Vignette 2 Design criteria

The process of optimal design for SCR is comprised of two components: a set of possible sampling locations, and an optimization criteria for selecting among those locations. In this way, the selection of an optimization criteria is critical to the end result of the study design.

2.1 Explanation of criteria

Here we describe two fundamental criteria, \(Q_{\bar{p}}\) and \(Q_{\bar{p}_{m}}\), as well as a third, \(Q_{\bar{p}_{b}}\), which is simply the sum of the two prior. At their foundation, \(Q_{\bar{p}}\) and \(Q_{\bar{p}_{m}}\) are entirely model-based, meaning that they are derived directly from the null SCR model, making for an explicit and logical relationship between design and estimation. More specifically, the criteria we propose are derived from the standard encounter process model in SCR. For a full and detailed explanation of the math behind these criteria, see Dupont et al. (2020). In summary:

2.2 Mathematical basis of criteria

To calculate these criteria, we start by calculating the probability that an individual at an activity center is detected in any trap (i.e., marginalized over all traps), \(\bar{p}(s_i,{\cal{X}})\). We then average this over all possible activity center locations (i.e., pixels in the state-space) to calculate \(\bar{p}({\cal{X}})\), which we denote simply as \(\bar{p}\).

Now that we have \(\bar{p}\), we calculate \(\bar{p}_{m}\) by subtracting from 1 two values: the probability of an individual not being captured, \(\bar{p}_0(s_i,{\cal{X}})\), and the probability of an individual being captured in just one trap, \(\bar{p}_1(s_i,{\cal{X}})\). To do this, the probability of an individual not being captured is 1 minus the probability of an individual being captured at any trap: \(1 - \bar{p}(s_i,{\cal{X}})\) (see above). Next, the probability of an individual being captured in exactly one trap is the ratio of an individual being captured to 1 minus that value, summed across all traps, and multiplied by the probability of not being captured (as previously described).

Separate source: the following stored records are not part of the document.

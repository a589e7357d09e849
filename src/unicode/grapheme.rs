//! Grapheme cluster helpers.
//!
//! Single-character deletion removes a whole grapheme cluster so that emoji
//! sequences and combining marks are never split.

use unicode_segmentation::UnicodeSegmentation;

/// Iterator over grapheme clusters in a string.
pub struct GraphemeIterator<'a> {
    inner: unicode_segmentation::Graphemes<'a>,
}

impl<'a> Iterator for GraphemeIterator<'a> {
    type Item = &'a str;

    fn next(&mut self) -> Option<Self::Item> {
        self.inner.next()
    }
}

impl DoubleEndedIterator for GraphemeIterator<'_> {
    fn next_back(&mut self) -> Option<Self::Item> {
        self.inner.next_back()
    }
}

/// Iterate over grapheme clusters in a string.
#[must_use]
pub fn graphemes(s: &str) -> GraphemeIterator<'_> {
    GraphemeIterator {
        inner: s.graphemes(true),
    }
}

/// First grapheme cluster of `s`.
#[must_use]
pub fn first_grapheme(s: &str) -> Option<&str> {
    graphemes(s).next()
}

/// Last grapheme cluster of `s`.
#[must_use]
pub fn last_grapheme(s: &str) -> Option<&str> {
    graphemes(s).next_back()
}

/// Remove one grapheme from the start (`forward`) or end of `s`.
///
/// Returns false when `s` was already empty.
pub fn remove_grapheme(s: &mut String, forward: bool) -> bool {
    if forward {
        let Some(len) = first_grapheme(s).map(str::len) else {
            return false;
        };
        s.drain(..len);
    } else {
        let Some(len) = last_grapheme(s).map(str::len) else {
            return false;
        };
        s.truncate(s.len() - len);
    }
    true
}

/// Byte index of the `offset`-th char, clamped to the end of `s`.
#[must_use]
pub fn char_to_byte(s: &str, offset: usize) -> usize {
    s.char_indices().nth(offset).map_or(s.len(), |(i, _)| i)
}
//! Pasting HTML at the selection.

use crate::convert;
use crate::dom::NodeId;
use crate::edit::delete_selection::{InsertPoint, collect_entities, delete_selection};
use crate::edit::paragraph::{append_caret_paragraph, split_paragraph};
use crate::editor::{EditorCore, FormatOptions};
use crate::error::Result;
use crate::input::RawEvent;
use crate::model::{Block, ContentModelDocument, Segment, clear_selection};
use crate::plugin::ChangeSource;

/// Replace the selection with the content of `html`. Returns whether
/// anything was inserted.
pub fn paste(core: &mut EditorCore, html: &str) -> Result<bool> {
    core.ensure_alive()?;
    let container = core.dom_mut().create_element("div");
    let result = paste_from(core, container, html);
    // Entity wrappers were moved into the editor; only leftovers go.
    core.dom_mut().release(container);
    result
}

fn paste_from(core: &mut EditorCore, container: NodeId, html: &str) -> Result<bool> {
    core.dom_mut().set_inner_html(container, html)?;
    let mut pasted = convert::create_content_model(core.dom(), container, None, None);
    clear_selection(&mut pasted.blocks);
    pasted.normalize();
    if pasted.blocks.is_empty() {
        tracing::debug!("nothing to paste");
        return Ok(false);
    }
    let new_entities = collect_entities(&pasted.blocks);

    let options = FormatOptions::new("paste")
        .with_source(ChangeSource::Paste)
        .with_raw_event(RawEvent::Paste);
    core.format_content_model(
        move |model, context| {
            let result = delete_selection(model, &[], Some(context));
            let point = match result.insert_point {
                Some(point) => point,
                None => append_caret_paragraph(model),
            };
            merge_model(model, &point, pasted.blocks);
            context.new_entities.extend(new_entities);
            model.normalize();
            true
        },
        options,
    )
}

/// Insert `blocks` at the caret. A single paragraph is inlined; otherwise
/// the caret paragraph is split, the first and last pasted paragraphs join
/// the two halves and the rest goes in between. The caret ends up after
/// the pasted content.
pub fn merge_model(model: &mut ContentModelDocument, point: &InsertPoint, mut blocks: Vec<Block>) {
    if blocks.len() == 1 && matches!(blocks[0], Block::Paragraph(_)) {
        if let (Some(Block::Paragraph(source)), Some(paragraph)) =
            (blocks.pop(), model.paragraph_mut(&point.path))
        {
            let at = point.marker_index.min(paragraph.segments.len());
            paragraph.segments.splice(at..at, source.segments);
        }
        return;
    }

    let Some(tail_path) = split_paragraph(model, &point.path, point.marker_index) else {
        return;
    };
    let first = match blocks.first() {
        Some(Block::Paragraph(_)) => Some(blocks.remove(0)),
        _ => None,
    };
    let last = match blocks.last() {
        Some(Block::Paragraph(_)) => blocks.pop(),
        _ => None,
    };

    if let (Some(Block::Paragraph(first)), Some(head)) = (first, model.paragraph_mut(&point.path)) {
        if head.segments.iter().all(Segment::is_br) {
            head.segments.clear();
        }
        head.segments.extend(first.segments);
    }
    if let (Some(Block::Paragraph(last)), Some(tail)) = (last, model.paragraph_mut(&tail_path)) {
        tail.segments.splice(0..0, last.segments);
    }
    if let Some(group) = tail_path.group_mut(&mut model.blocks) {
        let at = tail_path.index.min(group.len());
        group.splice(at..at, blocks);
    }
}

#[cfg(test)]
mod tests {
    use super::*;
    use crate::model::{BlockPath, Paragraph, SegmentFormat, find_selection_marker};

    fn text(s: &str) -> Segment {
        Segment::text(s, SegmentFormat::default())
    }

    fn paragraph(segments: Vec<Segment>) -> Block {
        Block::Paragraph(Paragraph::with_segments(segments))
    }

    fn caret_model() -> ContentModelDocument {
        ContentModelDocument::with_blocks(vec![paragraph(vec![
            text("ab"),
            Segment::marker(SegmentFormat::default()),
            text("cd"),
        ])])
    }

    fn point() -> InsertPoint {
        InsertPoint {
            path: BlockPath::root(0),
            marker_index: 1,
        }
    }

    #[test]
    fn test_single_paragraph_is_inlined() {
        let mut model = caret_model();
        merge_model(&mut model, &point(), vec![paragraph(vec![text("X")])]);
        model.normalize();
        assert_eq!(model.plain_text(), "abXcd");
        assert_eq!(find_selection_marker(&model.blocks), Some((BlockPath::root(0), 1)));
    }

    #[test]
    fn test_multiple_paragraphs_split_the_caret_paragraph() {
        let mut model = caret_model();
        merge_model(
            &mut model,
            &point(),
            vec![
                paragraph(vec![text("1")]),
                paragraph(vec![text("2")]),
                paragraph(vec![text("3")]),
            ],
        );
        model.normalize();
        assert_eq!(model.plain_text(), "ab1\n2\n3cd");
        assert_eq!(find_selection_marker(&model.blocks), Some((BlockPath::root(2), 1)));
    }
}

Computationally, the genetic algorithm optimizes by finding the minimum value of a given criteria, so to create \(Q_{\bar{p}}\) and \(Q_{\bar{p}_{m}}\) we assign the negative of \(\bar{p}\) and \(\bar{p}_{m}\) to their respective criterion:

  • \(Q_{\bar{p}} = -\bar{p}({\cal{X}})\)

  • \(Q_{\bar{p}_{m}} = -\bar{p}_{m}({\cal{X}})\)

Following this, \(Q_{\bar{p}_{b}}\) is the result of summing those two criteria:

  • \(Q_{\bar{p}_{b}} = Q_{\bar{p}} + Q_{\bar{p}_{m}}\).

2.3 Criteria 1: space-filling

Selects for “space-filling” by optimizing for the probability of a capture.

2.4 Criteria 2: space-constraining

Selects for “space-restricting” (tight clustering) by optimizing for the probability of capture at more than one trap (a.k.a., a movement recapture).

2.5 Criteria 3: constrained space-filling

Balances the \(Q_{\bar{p}}\) and \(Q_{\bar{p}_{m}}\) criteria to select for clustered “space-filling” by optimizing for the sum of probability of a capture and a movement recapture.